*Brief*
Pull every line containing "pair" out of the listing below.

*Extracted data*
▼▼▼

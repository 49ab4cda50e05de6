use std::{cell::RefCell, rc::Rc};

use crate::{
    error::{EvalError, EvalResult},
    external_reader::{ExternalReaderProcess, ModuleReaderSpec},
    resolver::{ModuleKey, ModuleKeyFactory, PathElement, ResolveContext, ResolvedModule},
    uri::ModuleUri,
};

/// Serves the scheme an external reader child process advertised in its
/// `InitializeModuleReaderResponse`.
#[derive(Debug)]
pub struct ExternalModuleKeyFactory {
    process: Rc<RefCell<ExternalReaderProcess>>,
    spec: ModuleReaderSpec,
}

impl ExternalModuleKeyFactory {
    /// Initializes the reader for `scheme`; returns `None` when the
    /// child does not read that scheme.
    pub fn initialize(
        process: Rc<RefCell<ExternalReaderProcess>>,
        scheme: &str,
    ) -> EvalResult<Option<Self>> {
        let spec = process.borrow_mut().transport().initialize_module_reader(scheme)?;
        Ok(spec.map(|spec| Self { process, spec }))
    }

    #[must_use]
    pub fn spec(&self) -> &ModuleReaderSpec {
        &self.spec
    }
}

impl ModuleKeyFactory for ExternalModuleKeyFactory {
    fn create(&self, uri: &ModuleUri) -> Option<Box<dyn ModuleKey>> {
        (uri.scheme() == self.spec.scheme).then(|| {
            Box::new(ExternalModuleKey {
                uri: uri.clone(),
                process: Rc::clone(&self.process),
                spec: self.spec.clone(),
            }) as Box<dyn ModuleKey>
        })
    }
}

#[derive(Debug)]
struct ExternalModuleKey {
    uri: ModuleUri,
    process: Rc<RefCell<ExternalReaderProcess>>,
    spec: ModuleReaderSpec,
}

impl ModuleKey for ExternalModuleKey {
    fn uri(&self) -> &ModuleUri {
        &self.uri
    }

    fn resolve(&self, ctx: &ResolveContext<'_>) -> EvalResult<Box<dyn ResolvedModule>> {
        ctx.security.check_module(&self.uri)?;
        Ok(Box::new(ResolvedExternalModule {
            uri: self.uri.clone(),
            process: Rc::clone(&self.process),
        }))
    }

    fn is_globbable(&self) -> bool {
        self.spec.is_globbable
    }

    fn is_local(&self) -> bool {
        self.spec.is_local
    }

    fn has_element(&self, ctx: &ResolveContext<'_>, uri: &ModuleUri) -> EvalResult<bool> {
        if !self.spec.is_globbable {
            return Ok(false);
        }
        ctx.limits.check_deadline()?;
        let parent = uri.resolve_import(".")?;
        let elements = self.process.borrow_mut().transport().list_modules(&parent)?;
        Ok(uri
            .last_segment()
            .is_some_and(|name| elements.iter().any(|e| e.name == name)))
    }

    fn list_elements(&self, ctx: &ResolveContext<'_>, base: &ModuleUri) -> EvalResult<Vec<PathElement>> {
        if !self.spec.is_globbable {
            return Err(EvalError::resolve(format!(
                "Cannot expand glob pattern: scheme `{}:` is not globbable.",
                self.spec.scheme
            )));
        }
        ctx.limits.check_deadline()?;
        self.process.borrow_mut().transport().list_modules(base)
    }
}

#[derive(Debug)]
struct ResolvedExternalModule {
    uri: ModuleUri,
    process: Rc<RefCell<ExternalReaderProcess>>,
}

impl ResolvedModule for ResolvedExternalModule {
    fn uri(&self) -> &ModuleUri {
        &self.uri
    }

    fn load_source(&self, ctx: &ResolveContext<'_>) -> EvalResult<String> {
        ctx.limits.check_deadline()?;
        self.process.borrow_mut().transport().read_module(&self.uri)
    }
}
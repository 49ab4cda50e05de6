//! Binary value encoding: round-trips, placeholders, and strict
//! rejection of malformed input.

use pkl::{
    binary::{decode_value, encode_value},
    types::{DataSize, DataSizeUnit, Duration, DurationUnit},
    Exported,
};
use pretty_assertions::assert_eq;

fn round_trip(value: &Exported) -> Exported {
    decode_value(&encode_value(value).unwrap()).unwrap()
}

#[test]
fn scalars_round_trip() {
    for value in [
        Exported::Null,
        Exported::Bool(true),
        Exported::Int(-42),
        Exported::Float(1.5),
        Exported::string("hello"),
    ] {
        assert_eq!(round_trip(&value), value);
    }
}

#[test]
fn quantities_round_trip() {
    let duration = Exported::Duration(Duration::new(5.0, DurationUnit::Minutes));
    assert_eq!(round_trip(&duration), duration);
    let size = Exported::DataSize(DataSize::new(3.0, DataSizeUnit::Mebibytes));
    assert_eq!(round_trip(&size), size);
}

#[test]
fn collections_round_trip() {
    let list = Exported::List(vec![Exported::Int(1), Exported::string("two")]);
    assert_eq!(round_trip(&list), list);
    let set = Exported::Set(vec![Exported::Int(1), Exported::Int(2)]);
    assert_eq!(round_trip(&set), set);
    let map = Exported::Map(vec![
        (Exported::string("a"), Exported::Int(1)),
        (Exported::Int(2), Exported::Bool(false)),
    ]);
    assert_eq!(round_trip(&map), map);
    let pair = Exported::Pair(Box::new((Exported::Int(1), Exported::Null)));
    assert_eq!(round_trip(&pair), pair);
    let bytes = Exported::Bytes(vec![0, 1, 254]);
    assert_eq!(round_trip(&bytes), bytes);
    let regex = Exported::Regex("a+b".to_owned());
    assert_eq!(round_trip(&regex), regex);
}

#[test]
fn objects_round_trip_with_member_kinds() {
    let object = Exported::Object {
        class_name: "Config".to_owned(),
        properties: vec![("x".to_owned(), Exported::Int(1))],
        elements: vec![Exported::string("elem")],
        entries: vec![(Exported::string("k"), Exported::Int(2))],
    };
    assert_eq!(round_trip(&object), object);
}

#[test]
fn non_reconstructible_kinds_decode_to_null_placeholders() {
    assert_eq!(round_trip(&Exported::Class("Foo".to_owned())), Exported::Null);
    assert_eq!(round_trip(&Exported::TypeAlias("Bar".to_owned())), Exported::Null);
}

#[test]
fn unknown_codes_are_rejected() {
    // [0x7f] — a one-element array with an unknown code.
    let bytes = [0x91, 0x7f];
    let err = decode_value(&bytes).unwrap_err();
    assert_eq!(err.kind(), pkl::ErrorKind::Protocol);
    assert!(err.message().contains("unknown value code"), "{}", err.message());
}

#[test]
fn unexpected_shapes_are_rejected() {
    // An array starting with a string is not a tagged value.
    let bytes = [0x91, 0xa1, b'x'];
    assert!(decode_value(&bytes).is_err());
    // Bare binary data outside a Bytes wrapper.
    let bytes = [0xc4, 0x01, 0xff];
    assert!(decode_value(&bytes).is_err());
}

#[test]
fn trailing_bytes_are_rejected() {
    let mut bytes = encode_value(&Exported::Int(1)).unwrap();
    bytes.push(0xc0);
    let err = decode_value(&bytes).unwrap_err();
    assert!(err.message().contains("trailing"), "{}", err.message());
}

#[test]
fn deeply_nested_values_round_trip() {
    let nested = Exported::Object {
        class_name: "Outer".to_owned(),
        properties: vec![(
            "inner".to_owned(),
            Exported::Object {
                class_name: "Inner".to_owned(),
                properties: vec![("list".to_owned(), Exported::List(vec![Exported::Int(9)]))],
                elements: vec![],
                entries: vec![],
            },
        )],
        elements: vec![],
        entries: vec![],
    };
    assert_eq!(round_trip(&nested), nested);
}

▲▲▲

*Solution*
    let pair = Exported::Pair(Box::new((Exported::Int(1), Exported::Null)));
    assert_eq!(round_trip(&pair), pair);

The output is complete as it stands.